== About this task ==
Among these records, which lines include "iter"? Copy them out.

Start of Given records

use actix::Addr;
use actix_web::{web, HttpResponse, Responder};
use serde::{Deserialize, Serialize};
use std::collections::BTreeMap;

use super::{ApiError, HELLO_MESSAGE};
use crate::agent::InventoryTools;
use crate::actors::{CookPizzas, GetInventory, GetKitchenHealth, KitchenActor, ResetInventory};
use crate::domain::kitchen::{recipes, Ingredient};

// ============================================================================
// Request / Response Bodies
// ============================================================================

/// A missing or null `pizzas` field is an empty request
#[derive(Debug, Deserialize)]
pub struct CookRequest {
    #[serde(default)]
    pub pizzas: Option<Vec<String>>,
}

#[derive(Debug, Serialize, Deserialize, PartialEq)]
pub struct ItemResponse {
    pub item: Ingredient,
    pub quantity: u32,
}

#[derive(Debug, Serialize)]
pub struct RecipeResponse {
    pub name: &'static str,
    pub ingredients: BTreeMap<Ingredient, u32>,
}

// ============================================================================
// Handlers
// ============================================================================

pub async fn hello() -> impl Responder {
    HttpResponse::Ok().content_type("text/plain").body(HELLO_MESSAGE)
}

pub async fn cook(
    kitchen: web::Data<Addr<KitchenActor>>,
    body: web::Json<CookRequest>,
) -> Result<HttpResponse, ApiError> {
    let pizzas = body.into_inner().pizzas.unwrap_or_default();
    let result = kitchen.send(CookPizzas { pizzas }).await??;
    Ok(HttpResponse::Ok().json(result))
}

pub async fn inventory(kitchen: web::Data<Addr<KitchenActor>>) -> Result<HttpResponse, ApiError> {
    let snapshot = kitchen.send(GetInventory).await??;
    Ok(HttpResponse::Ok().json(snapshot))
}

pub async fn inventory_item(
    kitchen: web::Data<Addr<KitchenActor>>,
    item: web::Path<String>,
) -> Result<HttpResponse, ApiError> {
    let item = item.into_inner();
    let ingredient: Ingredient = item.parse().map_err(|_| ApiError::UnknownIngredient(item))?;

    let snapshot = kitchen.send(GetInventory).await??;
    let quantity = snapshot.get(&ingredient).copied().unwrap_or(0);

    Ok(HttpResponse::Ok().json(ItemResponse { item: ingredient, quantity }))
}

pub async fn reset_inventory(kitchen: web::Data<Addr<KitchenActor>>) -> Result<HttpResponse, ApiError> {
    let snapshot = kitchen.send(ResetInventory).await??;
    Ok(HttpResponse::Ok().json(snapshot))
}

pub async fn list_recipes() -> impl Responder {
    let catalog: Vec<RecipeResponse> = recipes::all()
        .iter()
        .map(|recipe| RecipeResponse {
            name: recipe.name,
            ingredients: recipe.ingredients.iter().copied().collect(),
        })
        .collect();

    HttpResponse::Ok().json(catalog)
}

pub async fn health(kitchen: web::Data<Addr<KitchenActor>>) -> Result<HttpResponse, ApiError> {
    let kitchen_health = kitchen.send(GetKitchenHealth).await?;

    let body = serde_json::json!({
        "service": "cooking-agent",
        "status": kitchen_health.status,
        "components": [kitchen_health],
    });

    if kitchen_health.status.is_unhealthy() {
        Ok(HttpResponse::ServiceUnavailable().json(body))
    } else {
        Ok(HttpResponse::Ok().json(body))
    }
}

pub async fn list_tools() -> impl Responder {
    HttpResponse::Ok().json(InventoryTools::definitions())
}

/// A missing body is treated as `{}`
pub async fn run_tool(
    tools: web::Data<InventoryTools>,
    name: web::Path<String>,
    args: Option<web::Json<serde_json::Value>>,
) -> Result<HttpResponse, ApiError> {
    let args = args.map_or_else(|| serde_json::json!({}), web::Json::into_inner);
    let output = tools.execute(&name, &args).await?;
    Ok(HttpResponse::Ok().json(serde_json::json!({ "result": output })))
}

// ============================================================================
// Unit Tests
// ============================================================================

#[cfg(test)]
mod tests {
    use super::*;
    use crate::api::configure;
    use crate::domain::kitchen::{CookingEngine, CookingReport, InventoryStore};
    use crate::metrics::Metrics;
    use actix::Actor;
    use actix_web::http::StatusCode;
    use actix_web::{test, App};
    use serde_json::{json, Value};
    use std::sync::Arc;

    fn kitchen(metrics: Arc<Metrics>) -> (Addr<KitchenActor>, InventoryTools) {
        let engine = CookingEngine::new(Arc::new(InventoryStore::new()));
        let kitchen = KitchenActor::new(engine, metrics).start();
        (kitchen.clone(), InventoryTools::new(kitchen))
    }

    macro_rules! app {
        () => {
            app!(Arc::new(Metrics::new().unwrap()))
        };
        ($metrics:expr) => {{
            let (kitchen, tools) = kitchen($metrics);
            test::init_service(
                App::new()
                    .app_data(web::Data::new(kitchen))
                    .app_data(web::Data::new(tools))
                    .configure(configure),
            )
            .await
        }};
    }

    #[actix_web::test]
    async fn test_hello() {
        let app = app!();
        let req = test::TestRequest::get().uri("/cook").to_request();
        let resp = test::call_service(&app, req).await;

        assert_eq!(resp.status(), StatusCode::OK);
        let body = test::read_body(resp).await;
        assert_eq!(body, "Hello from Cooking Agent");
    }

    #[actix_web::test]
    async fn test_cook_single_pizza() {
        let app = app!();
        let req = test::TestRequest::post()
            .uri("/cook")
            .set_json(json!({ "pizzas": ["Margherita"] }))
            .to_request();
        let report: CookingReport = test::call_and_read_body_json(&app, req).await;

        assert_eq!(report.cooked_pizzas, vec!["Margherita"]);
        assert!(report.failed_pizzas.is_empty());
        assert_eq!(report.message, "Successfully cooked 1 pizza(s)");

        let req = test::TestRequest::get().uri("/inventory/dough").to_request();
        let item: ItemResponse = test::call_and_read_body_json(&app, req).await;
        assert_eq!(item, ItemResponse { item: Ingredient::Dough, quantity: 19 });
    }

    #[actix_web::test]
    async fn test_cook_response_field_names() {
        let app = app!();
        let req = test::TestRequest::post()
            .uri("/cook")
            .set_json(json!({ "pizzas": ["Margherita", "Nope", "Pepperoni"] }))
            .to_request();
        let body: Value = test::call_and_read_body_json(&app, req).await;

        assert_eq!(
            body,
            json!({
                "cookedPizzas": ["Margherita", "Pepperoni"],
                "failedPizzas": ["Nope"],
                "message": "Cooked 2 pizza(s), 1 failed due to insufficient ingredients"
            })
        );
    }

    #[actix_web::test]
    async fn test_all_failed_is_still_ok() {
        let app = app!();
        let req = test::TestRequest::post()
            .uri("/cook")
            .set_json(json!({ "pizzas": ["SuperSpecial"] }))
            .to_request();
        let resp = test::call_service(&app, req).await;
        assert_eq!(resp.status(), StatusCode::OK);

        let report: CookingReport = test::read_body_json(resp).await;
        assert!(report.cooked_pizzas.is_empty());
        assert_eq!(report.failed_pizzas, vec!["SuperSpecial"]);
        assert!(report.message.starts_with("Could not cook any pizzas"));
    }

    #[actix_web::test]
    async fn test_missing_pizzas_is_empty_request() {
        let app = app!();
        let req = test::TestRequest::post().uri("/cook").set_json(json!({})).to_request();
        let report: CookingReport = test::call_and_read_body_json(&app, req).await;

        assert!(report.cooked_pizzas.is_empty());
        assert_eq!(report.message, "Successfully cooked 0 pizza(s)");
    }

    #[actix_web::test]
    async fn test_non_array_pizzas_is_rejected() {
        let app = app!();
        let req = test::TestRequest::post()
            .uri("/cook")
            .set_json(json!({ "pizzas": "Margherita" }))
            .to_request();
        let resp = test::call_service(&app, req).await;

        assert_eq!(resp.status(), StatusCode::BAD_REQUEST);
        let body: Value = test::read_body_json(resp).await;
        assert!(body["error"].is_string());
    }

    #[actix_web::test]
    async fn test_inventory_and_reset() {
        let app = app!();

        let req = test::TestRequest::post()
            .uri("/cook")
            .set_json(json!({ "pizzas": ["Hawaiian", "Hawaiian"] }))
            .to_request();
        test::call_service(&app, req).await;

        let req = test::TestRequest::get().uri("/inventory").to_request();
        let stock: Value = test::call_and_read_body_json(&app, req).await;
        assert_eq!(stock["PINEAPPLE"], 2);
        assert_eq!(stock["HAM"], 4);
        assert_eq!(stock["BACON"], 10);

        let req = test::TestRequest::post().uri("/inventory/reset").to_request();
        let stock: Value = test::call_and_read_body_json(&app, req).await;
        assert_eq!(stock["PINEAPPLE"], 6);
        assert_eq!(stock["HAM"], 8);
    }

    #[actix_web::test]
    async fn test_unknown_inventory_item() {
        let app = app!();
        let req = test::TestRequest::get().uri("/inventory/salami").to_request();
        let resp = test::call_service(&app, req).await;

        assert_eq!(resp.status(), StatusCode::NOT_FOUND);
    }

    #[actix_web::test]
    async fn test_recipes() {
        let app = app!();
        let req = test::TestRequest::get().uri("/recipes").to_request();
        let body: Value = test::call_and_read_body_json(&app, req).await;

        let names: Vec<&str> = body
            .as_array()
            .unwrap()
            .iter()
            .map(|r| r["name"].as_str().unwrap())
            .collect();
        assert_eq!(names, vec!["Margherita", "Pepperoni", "Veggie", "Hawaiian"]);
        assert_eq!(body[1]["ingredients"]["PEPPERONI"], 3);
    }

    #[actix_web::test]
    async fn test_health() {
        let app = app!();
        let req = test::TestRequest::get().uri("/health").to_request();
        let resp = test::call_service(&app, req).await;
        assert_eq!(resp.status(), StatusCode::OK);

        let body: Value = test::read_body_json(resp).await;
        assert_eq!(body["service"], "cooking-agent");
        assert_eq!(body["status"]["state"], "Healthy");
        assert_eq!(body["components"][0]["name"], "kitchen");
    }

    #[actix_web::test]
    async fn test_list_tools() {
        let app = app!();
        let req = test::TestRequest::get().uri("/agent/tools").to_request();
        let body: Value = test::call_and_read_body_json(&app, req).await;

        assert_eq!(body.as_array().unwrap().len(), 3);
        assert_eq!(body[0]["name"], "getInventory");
    }

    #[actix_web::test]
    async fn test_tools_share_the_kitchen_inventory() {
        let app = app!();

        let req = test::TestRequest::post()
            .uri("/agent/tools/cookPizzas")
            .set_json(json!({ "pizzaNames": ["Pepperoni"] }))
            .to_request();
        let body: Value = test::call_and_read_body_json(&app, req).await;
        assert_eq!(
            body["result"],
            "Successfully cooked 1 pizza(s). Cooked: [Pepperoni]. Failed: []"
        );

        let req = test::TestRequest::get().uri("/inventory/PEPPERONI").to_request();
        let item: ItemResponse = test::call_and_read_body_json(&app, req).await;
        assert_eq!(item.quantity, 7);

        let req = test::TestRequest::post().uri("/agent/tools/getInventory").to_request();
        let body: Value = test::call_and_read_body_json(&app, req).await;
        assert!(body["result"].as_str().unwrap().contains("PEPPERONI: 7"));
    }

    #[actix_web::test]
    async fn test_unknown_tool() {
        let app = app!();
        let req = test::TestRequest::post()
            .uri("/agent/tools/orderDelivery")
            .set_json(json!({}))
            .to_request();
        let resp = test::call_service(&app, req).await;

        assert_eq!(resp.status(), StatusCode::NOT_FOUND);
    }

    #[actix_web::test]
    async fn test_tool_cook_updates_metrics() {
        let metrics = Arc::new(Metrics::new().unwrap());
        let app = app!(metrics.clone());

        let req = test::TestRequest::post()
            .uri("/agent/tools/cookPizzas")
            .set_json(json!({ "pizzaNames": ["Margherita"] }))
            .to_request();
        let resp = test::call_service(&app, req).await;
        assert_eq!(resp.status(), StatusCode::OK);

        assert_eq!(metrics.cook_requests_total.get(), 1);
        assert_eq!(metrics.pizzas_cooked.with_label_values(&["Margherita"]).get(), 1);
        assert_eq!(metrics.inventory_quantity.with_label_values(&["DOUGH"]).get(), 19);
    }
}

End of Given records

== Output of the task ==
        .iter()
            ingredients: recipe.ingredients.iter().copied().collect(),
            .iter()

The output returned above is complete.